UMA PALAVRA SOBRE O SINCRETISMO

Um dos assuntos que mais tem chamado a atenção daqueles que militam no Meio Umbandista e que tem causado uma grande confusão, principalmente na mente dos médiuns iniciantes, é, sem dúvida, o Sincretismo Religioso.

            Para entendermos melhor o processo de semelhança entre as divindades cultuadas pelo povo iorubá e os santos católicos, e seus reflexos dentro da Umbanda, necessário se faz voltarmos ao século XVI, período em que os negros começaram a desembarcar em Terras de Santa Cruz (Brasil). Abrimos parênteses para salientar que tal fenômeno não alcançou os escravos de origem banto (culto à Nkise/Mukixe) e fon/ewé (culto aos Voduns), uma vez que tais povos chegaram ao Brasil bem antes dos iorubás, período em que suas respectivas expressões de religiosidade foram brutalmente oprimidas.

            Ao chegarem ao Brasil sob o peso dos grilhões, equiparados a mercadorias e excluídos do gênero ser humano, os negros já carregavam em sua mente e em seu comportamento o sincretismo religioso proveniente dos conflitos havidos entre as diversas etnias do solo africano. Como elemento constituinte do processo de dominação pós-guerra, os vencedores tinham como estratégia sobrevalorizar as divindades que cultuavam, massificando aos derrotados o caráter superior do poder dos deuses por eles, os vencedores, louvados. Aproveitavam este mesmo estratagema e tratavam de menosprezar os deuses “derrotados”. Os vencidos aceitavam ou simulavam aceitar o panteão de divindades dos dominadores. Desta forma não abandonavam o culto a seus deuses, camuflados agora nas imagens das divindades “opressoras”, o que os fazia manter a religiosidade anterior, sem ir de encontro aos conceitos religiosos dominantes. Em algumas situações as Nações vencedoras, numa atitude “humanitária”, permitiam aos derrotados a continuação dos cultos nativos, desde que houvesse uma sobreposição das divindades “mais fortes”, vale dizer, da religião do ganhador.
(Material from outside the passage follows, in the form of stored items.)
// SPDX-FileCopyrightText: 2026 Bruno Meilick
// SPDX-License-Identifier: LicenseRef-Nereid-FreeUse-NoCopy-NoDerivatives
//
// All rights reserved.
//
// This file is part of glyphtree and is proprietary software.
// Unauthorized copying, modification, or distribution is prohibited.

#![allow(dead_code)]

// Shared deterministic benchmark fixtures (no RNG).

use glyphtree::model::fixtures::{chain_tree, complete_tree, sample_tree};
use glyphtree::model::{Side, TreeNode};

#[derive(Debug, Clone, Copy, PartialEq, Eq)]
pub enum Case {
    Sample,
    Complete6,
    Complete10,
    LeftChain64,
    LongLabels,
}

impl Case {
    pub const ALL: [Case; 5] =
        [Case::Sample, Case::Complete6, Case::Complete10, Case::LeftChain64, Case::LongLabels];

    pub fn id(self) -> &'static str {
        match self {
            Self::Sample => "sample",
            Self::Complete6 => "complete_h6",
            Self::Complete10 => "complete_h10",
            Self::LeftChain64 => "left_chain_64",
            Self::LongLabels => "long_labels",
        }
    }
}

pub fn fixture(case: Case) -> TreeNode {
    match case {
        Case::Sample => sample_tree(),
        Case::Complete6 => complete_tree(6),
        Case::Complete10 => complete_tree(10),
        Case::LeftChain64 => chain_tree(64, Side::Left).expect("non-empty chain"),
        Case::LongLabels => relabel_long(&complete_tree(6)),
    }
}

fn relabel_long(node: &TreeNode) -> TreeNode {
    let mut out = TreeNode::new(format!("node-{}-with-a-long-label", node.value()));
    if let Some(left) = node.left() {
        out = out.with_left(relabel_long(left));
    }
    if let Some(right) = node.right() {
        out = out.with_right(relabel_long(right));
    }
    out
}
            Observamos, ao lado do processo de sincretismo ocorrido em solo africano, outro mecanismo utilizado para enfraquecer e pulverizar a crença das várias Nações negras subjugadas e escravizadas: agora é o traficante que propositalmente deposita nos navios negreiros os escravos de diversas etnias, como tentativa de enfraquecê-los moral e religiosamente. Grupos rivais quase sempre se digladiavam, tentando impor um ao outro seus conceitos, hábitos e convicções. No entanto, mesmo neste cenário cruel, alguns escravos perceberam que todos estavam em situação semelhante e para sobreviverem era necessário se unirem, ou, ao menos, se tolerarem, surgindo deste contexto opressivo influências recíprocas no campo cultural e religioso.

            Tratados como máquinas pelos Senhores de Engenho, os escravos, nas poucas horas de descanso, praticavam rituais próprios de adoração e evocação de suas divindades, as quais chamavam de Orixás. No entanto, eram fortes a influência e a pressão que os sacerdotes católicos exerciam sobre os latifundiários, para que este os auxiliassem a destruir a religiosidade “pagã” dos negros, para “salvação” de suas almas. E esta aspiração dos sacerdotes de Roma em muito era benéfica aos senhores escravocratas, tendo em vista a constante preocupação com revoltas, indisciplinas e fugas por parte dos escravos.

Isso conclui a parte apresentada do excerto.